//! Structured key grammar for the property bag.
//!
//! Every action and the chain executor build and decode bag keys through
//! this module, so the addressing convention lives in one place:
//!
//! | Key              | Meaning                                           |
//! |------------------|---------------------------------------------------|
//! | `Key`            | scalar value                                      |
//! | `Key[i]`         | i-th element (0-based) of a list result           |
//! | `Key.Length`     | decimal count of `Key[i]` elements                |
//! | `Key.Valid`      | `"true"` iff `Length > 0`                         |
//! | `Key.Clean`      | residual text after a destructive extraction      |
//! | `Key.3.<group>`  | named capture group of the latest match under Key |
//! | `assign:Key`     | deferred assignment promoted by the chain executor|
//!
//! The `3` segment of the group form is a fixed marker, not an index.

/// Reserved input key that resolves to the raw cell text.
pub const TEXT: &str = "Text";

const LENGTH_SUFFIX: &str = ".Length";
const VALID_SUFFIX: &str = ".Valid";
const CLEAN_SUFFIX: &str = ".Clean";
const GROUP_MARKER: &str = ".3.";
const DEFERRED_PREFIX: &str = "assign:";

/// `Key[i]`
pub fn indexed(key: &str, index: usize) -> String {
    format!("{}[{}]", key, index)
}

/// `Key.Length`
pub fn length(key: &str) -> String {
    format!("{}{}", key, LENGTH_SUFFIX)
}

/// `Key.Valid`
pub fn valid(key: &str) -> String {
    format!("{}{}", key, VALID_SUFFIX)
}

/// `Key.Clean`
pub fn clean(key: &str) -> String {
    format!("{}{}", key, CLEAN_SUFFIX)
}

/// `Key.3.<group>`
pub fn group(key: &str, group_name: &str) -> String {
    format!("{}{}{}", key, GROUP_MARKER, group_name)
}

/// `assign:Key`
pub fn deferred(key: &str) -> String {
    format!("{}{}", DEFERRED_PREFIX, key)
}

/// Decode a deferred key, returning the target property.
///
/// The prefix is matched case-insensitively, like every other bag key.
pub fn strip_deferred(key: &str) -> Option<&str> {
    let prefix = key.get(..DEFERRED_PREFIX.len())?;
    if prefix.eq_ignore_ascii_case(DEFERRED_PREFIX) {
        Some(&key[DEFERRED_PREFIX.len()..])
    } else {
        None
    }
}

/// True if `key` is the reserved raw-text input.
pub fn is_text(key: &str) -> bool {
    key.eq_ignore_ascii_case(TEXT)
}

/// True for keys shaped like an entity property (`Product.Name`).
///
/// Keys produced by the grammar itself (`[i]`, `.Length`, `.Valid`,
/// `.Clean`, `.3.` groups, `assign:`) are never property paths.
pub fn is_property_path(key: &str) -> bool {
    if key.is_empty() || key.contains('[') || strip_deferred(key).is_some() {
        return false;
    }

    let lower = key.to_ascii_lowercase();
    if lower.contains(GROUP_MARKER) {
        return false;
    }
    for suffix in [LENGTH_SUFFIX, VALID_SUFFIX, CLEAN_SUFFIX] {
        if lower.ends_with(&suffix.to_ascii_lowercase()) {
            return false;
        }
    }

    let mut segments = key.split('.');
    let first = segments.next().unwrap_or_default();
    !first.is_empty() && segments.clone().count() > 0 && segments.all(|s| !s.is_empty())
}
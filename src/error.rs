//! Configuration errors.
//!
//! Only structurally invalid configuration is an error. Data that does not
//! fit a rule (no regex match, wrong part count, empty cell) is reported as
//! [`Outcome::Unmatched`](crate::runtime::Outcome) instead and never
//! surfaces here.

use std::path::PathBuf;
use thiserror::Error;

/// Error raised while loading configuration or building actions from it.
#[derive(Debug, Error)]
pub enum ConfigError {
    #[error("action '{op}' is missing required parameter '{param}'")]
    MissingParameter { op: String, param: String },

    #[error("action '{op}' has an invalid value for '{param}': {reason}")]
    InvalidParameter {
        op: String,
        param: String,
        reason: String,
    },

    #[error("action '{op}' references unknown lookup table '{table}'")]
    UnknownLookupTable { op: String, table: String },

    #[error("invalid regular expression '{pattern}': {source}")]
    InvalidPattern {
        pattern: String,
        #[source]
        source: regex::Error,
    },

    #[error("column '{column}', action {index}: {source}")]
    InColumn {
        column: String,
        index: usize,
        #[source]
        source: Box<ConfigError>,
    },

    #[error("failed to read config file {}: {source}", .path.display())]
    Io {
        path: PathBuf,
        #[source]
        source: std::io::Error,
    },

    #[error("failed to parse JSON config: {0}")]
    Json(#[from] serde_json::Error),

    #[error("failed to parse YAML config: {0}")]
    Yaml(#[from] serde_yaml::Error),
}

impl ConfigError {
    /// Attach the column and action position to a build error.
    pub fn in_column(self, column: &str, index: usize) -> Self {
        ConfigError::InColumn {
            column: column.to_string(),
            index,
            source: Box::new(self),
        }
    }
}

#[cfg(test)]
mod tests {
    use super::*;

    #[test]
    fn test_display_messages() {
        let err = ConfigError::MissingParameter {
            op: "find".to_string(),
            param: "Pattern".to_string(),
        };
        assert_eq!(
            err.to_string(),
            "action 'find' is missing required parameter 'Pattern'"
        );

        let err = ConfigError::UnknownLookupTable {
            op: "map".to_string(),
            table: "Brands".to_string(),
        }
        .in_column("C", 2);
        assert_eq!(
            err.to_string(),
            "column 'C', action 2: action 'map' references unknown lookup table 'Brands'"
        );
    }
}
----
What the exercise asks - Please set down all of the data above again, matching it exactly.

Reply -
//! Structured key grammar for the property bag.
//!
//! Every action and the chain executor build and decode bag keys through
//! this module, so the addressing convention lives in one place:
//!
//! | Key              | Meaning                                           |
//! |------------------|---------------------------------------------------|
//! | `Key`            | scalar value                                      |
//! | `Key[i]`         | i-th element (0-based) of a list result           |
//! | `Key.Length`     | decimal count of `Key[i]` elements                |
//! | `Key.Valid`      | `"true"` iff `Length > 0`                         |
//! | `Key.Clean`      | residual text after a destructive extraction      |
//! | `Key.3.<group>`  | named capture group of the latest match under Key |
//! | `assign:Key`     | deferred assignment promoted by the chain executor|
//!
//! The `3` segment of the group form is a fixed marker, not an index.

/// Reserved input key that resolves to the raw cell text.
pub const TEXT: &str = "Text";

const LENGTH_SUFFIX: &str = ".Length";
const VALID_SUFFIX: &str = ".Valid";
const CLEAN_SUFFIX: &str = ".Clean";
const GROUP_MARKER: &str = ".3.";
const DEFERRED_PREFIX: &str = "assign:";

/// `Key[i]`
pub fn indexed(key: &str, index: usize) -> String {
    format!("{}[{}]", key, index)
}

/// `Key.Length`
pub fn length(key: &str) -> String {
    format!("{}{}", key, LENGTH_SUFFIX)
}

/// `Key.Valid`
pub fn valid(key: &str) -> String {
    format!("{}{}", key, VALID_SUFFIX)
}

/// `Key.Clean`
pub fn clean(key: &str) -> String {
    format!("{}{}", key, CLEAN_SUFFIX)
}

/// `Key.3.<group>`
pub fn group(key: &str, group_name: &str) -> String {
    format!("{}{}{}", key, GROUP_MARKER, group_name)
}

/// `assign:Key`
pub fn deferred(key: &str) -> String {
    format!("{}{}", DEFERRED_PREFIX, key)
}

/// Decode a deferred key, returning the target property.
///
/// The prefix is matched case-insensitively, like every other bag key.
pub fn strip_deferred(key: &str) -> Option<&str> {
    let prefix = key.get(..DEFERRED_PREFIX.len())?;
    if prefix.eq_ignore_ascii_case(DEFERRED_PREFIX) {
        Some(&key[DEFERRED_PREFIX.len()..])
    } else {
        None
    }
}

/// True if `key` is the reserved raw-text input.
pub fn is_text(key: &str) -> bool {
    key.eq_ignore_ascii_case(TEXT)
}

/// True for keys shaped like an entity property (`Product.Name`).
///
/// Keys produced by the grammar itself (`[i]`, `.Length`, `.Valid`,
/// `.Clean`, `.3.` groups, `assign:`) are never property paths.
pub fn is_property_path(key: &str) -> bool {
    if key.is_empty() || key.contains('[') || strip_deferred(key).is_some() {
        return false;
    }

    let lower = key.to_ascii_lowercase();
    if lower.contains(GROUP_MARKER) {
        return false;
    }
    for suffix in [LENGTH_SUFFIX, VALID_SUFFIX, CLEAN_SUFFIX] {
        if lower.ends_with(&suffix.to_ascii_lowercase()) {
            return false;
        }
    }

    let mut segments = key.split('.');
    let first = segments.next().unwrap_or_default();
    !first.is_empty() && segments.clone().count() > 0 && segments.all(|s| !s.is_empty())
}
filename src/error.rs
//! Configuration errors.
//!
//! Only structurally invalid configuration is an error. Data that does not
//! fit a rule (no regex match, wrong part count, empty cell) is reported as
//! [`Outcome::Unmatched`](crate::runtime::Outcome) instead and never
//! surfaces here.

use std::path::PathBuf;
use thiserror::Error;

/// Error raised while loading configuration or building actions from it.
#[derive(Debug, Error)]
pub enum ConfigError {
    #[error("action '{op}' is missing required parameter '{param}'")]
    MissingParameter { op: String, param: String },

    #[error("action '{op}' has an invalid value for '{param}': {reason}")]
    InvalidParameter {
        op: String,
        param: String,
        reason: String,
    },

    #[error("action '{op}' references unknown lookup table '{table}'")]
    UnknownLookupTable { op: String, table: String },

    #[error("invalid regular expression '{pattern}': {source}")]
    InvalidPattern {
        pattern: String,
        #[source]
        source: regex::Error,
    },

    #[error("column '{column}', action {index}: {source}")]
    InColumn {
        column: String,
        index: usize,
        #[source]
        source: Box<ConfigError>,
    },

    #[error("failed to read config file {}: {source}", .path.display())]
    Io {
        path: PathBuf,
        #[source]
        source: std::io::Error,
    },

    #[error("failed to parse JSON config: {0}")]
    Json(#[from] serde_json::Error),

    #[error("failed to parse YAML config: {0}")]
    Yaml(#[from] serde_yaml::Error),
}

impl ConfigError {
    /// Attach the column and action position to a build error.
    pub fn in_column(self, column: &str, index: usize) -> Self {
        ConfigError::InColumn {
            column: column.to_string(),
            index,
            source: Box::new(self),
        }
    }
}

#[cfg(test)]
mod tests {
    use super::*;

    #[test]
    fn test_display_messages() {
        let err = ConfigError::MissingParameter {
            op: "find".to_string(),
            param: "Pattern".to_string(),
        };
        assert_eq!(
            err.to_string(),
            "action 'find' is missing required parameter 'Pattern'"
        );

        let err = ConfigError::UnknownLookupTable {
            op: "map".to_string(),
            table: "Brands".to_string(),
        }
        .in_column("C", 2);
        assert_eq!(
            err.to_string(),
            "column 'C', action 2: action 'map' references unknown lookup table 'Brands'"
        );
    }
}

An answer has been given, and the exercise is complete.